They have their place, but they are not cheap to buy and are not cheap to operate.  A 2wd with good tires will do good as long as you don't let the snow get too deep before you make the first pass.  That is where everyone gets into trouble.  Waiting too long then trying to move too much at once.
  Same as plowing with any vehicle.  When I was growing up in Ct., and we got a fair amount of snow, all the "small independent contractors" with 4wd trucks that did snow plowing of driveways and parking lots and such, always did them with a 3" minimum, and that way the snow didn't "get ahead" of them.  When you had 20-30 driveways to plow, if it was really putting down some snow,  you were hard pressed to keep up with the accumulation.  Sometimes you did a driveway 3 times in a big storm, but it was understood up front that was the way it was done.


----------



## farmerjan (Sep 29, 2019)

MtViking said:


> I saw a report of 40 inches up at the northern border!

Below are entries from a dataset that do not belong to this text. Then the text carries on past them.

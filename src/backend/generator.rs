//! Generation driver: lexer → set parser → both artifacts in one streaming pass.
//!
//! Each set is rendered completely in memory and only then written, so a sink never holds half of a set. The
//! declarations epilogue (closing the namespace) is only written by [`Generator::finish`]; a run that fails
//! before that leaves an artifact without it.

use std::io::{self, Write};

use thiserror::Error;

use tagc_syntax::ast::TagSet;
use tagc_syntax::diagnostics::SyntaxError;
use tagc_syntax::lexer::Lexer;
use tagc_syntax::parser::SetParser;

use super::codegen::CppCodegen;
use super::config::EmitConfig;

/// Errors from a generation run.
#[derive(Debug, Error)]
pub enum GenerateError {
    #[error(transparent)]
    Syntax(#[from] SyntaxError),

    #[error("failed to write artifact: {0}")]
    Io(#[from] io::Error),
}

/// Counts reported after a successful run.
#[derive(Debug, Clone, Copy, PartialEq, Eq, Default)]
pub struct RunSummary {
    pub sets: usize,
    pub tags: usize,
}

/// Writes the declarations artifact to `D` and the definitions artifact to `F`.
pub struct Generator<D: Write, F: Write> {
    codegen: CppCodegen,
    declarations: D,
    definitions: F,
    summary: RunSummary,
}

impl<D: Write, F: Write> Generator<D, F> {
    pub fn new(config: EmitConfig, declarations: D, definitions: F) -> Self {
        Self {
            codegen: CppCodegen::new(config),
            declarations,
            definitions,
            summary: RunSummary::default(),
        }
    }

    /// Write the prologue of both artifacts.
    pub fn begin(&mut self) -> io::Result<()> {
        self.declarations
            .write_all(self.codegen.declarations_prologue().as_bytes())?;
        self.definitions
            .write_all(self.codegen.definitions_prologue().as_bytes())
    }

    /// Write one set to both artifacts.
    pub fn emit_set(&mut self, set: &TagSet) -> io::Result<()> {
        let declarations = self.codegen.declarations_for(set);
        let definitions = self.codegen.definitions_for(set);
        self.declarations.write_all(declarations.as_bytes())?;
        self.definitions.write_all(definitions.as_bytes())?;

        self.summary.sets += 1;
        self.summary.tags += set.len();
        tracing::debug!(set = %set.name, tags = set.len(), "emitted tag set");
        Ok(())
    }

    /// Write the epilogues and flush both sinks.
    pub fn finish(mut self) -> io::Result<RunSummary> {
        self.declarations
            .write_all(self.codegen.declarations_epilogue().as_bytes())?;
        self.declarations.flush()?;
        self.definitions.flush()?;
        Ok(self.summary)
    }
}

/// Run the whole pipeline over `source`, streaming each set into the two sinks as soon as it is parsed.
///
/// ## Errors
/// Stops at the first syntax or I/O error. The sinks may then hold the prologue and the sets before the failing
/// one, but never the closing epilogue; callers must discard them.
#[tracing::instrument(skip_all, fields(source_len = source.len()))]
pub fn generate<D: Write, F: Write>(
    source: &str,
    config: &EmitConfig,
    declarations: D,
    definitions: F,
) -> Result<RunSummary, GenerateError> {
    let mut generator = Generator::new(config.clone(), declarations, definitions);
    generator.begin()?;
    for set in SetParser::new(Lexer::new(source)) {
        generator.emit_set(&set?)?;
    }
    Ok(generator.finish()?)
}

/// Both artifacts of a successful run, rendered in memory.
#[derive(Debug, Clone, PartialEq, Eq)]
pub struct Artifacts {
    pub declarations: Vec<u8>,
    pub definitions: Vec<u8>,
    pub summary: RunSummary,
}

/// Run the pipeline into memory buffers; nothing is returned unless the whole run succeeds.
pub fn generate_artifacts(source: &str, config: &EmitConfig) -> Result<Artifacts, GenerateError> {
    let mut declarations = Vec::new();
    let mut definitions = Vec::new();
    let summary = generate(source, config, &mut declarations, &mut definitions)?;
    Ok(Artifacts {
        declarations,
        definitions,
        summary,
    })
}
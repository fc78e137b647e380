//! tagc CLI entry point

fn main() {
    // Initialize structured logging with env-based filter, defaulting to info
    let _ = tracing_subscriber::fmt()
        .with_env_filter(
            tracing_subscriber::EnvFilter::try_from_default_env()
                .unwrap_or_else(|_| tracing_subscriber::EnvFilter::new("info")),
        )
        .with_writer(std::io::stderr)
        .try_init();

    tagc::cli::run();
}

Saw pictures on a cattle forum I go on where they were getting it up in Canada and they were still trying to get the last of their grains done.


----------



## Bruce (Sep 29, 2019)

farmerjan said:


> 4wd is nice, but they are costly and they drink fuel like it was free


Why is 4WD more costly on fuel? Mine is a hydrostatic transmission and I can choose to have it in 4WD (actually I guess it is properly called 4 wheel assist) or in rear wheel only.


----------



## MtViking (Sep 29, 2019)

Bruce said:


> Why is 4WD more costly on fuel? Mine is a hydrostatic transmission and I can choose to have it in 4WD (actually I guess it is properly called 4 wheel assist) or in rear wheel only.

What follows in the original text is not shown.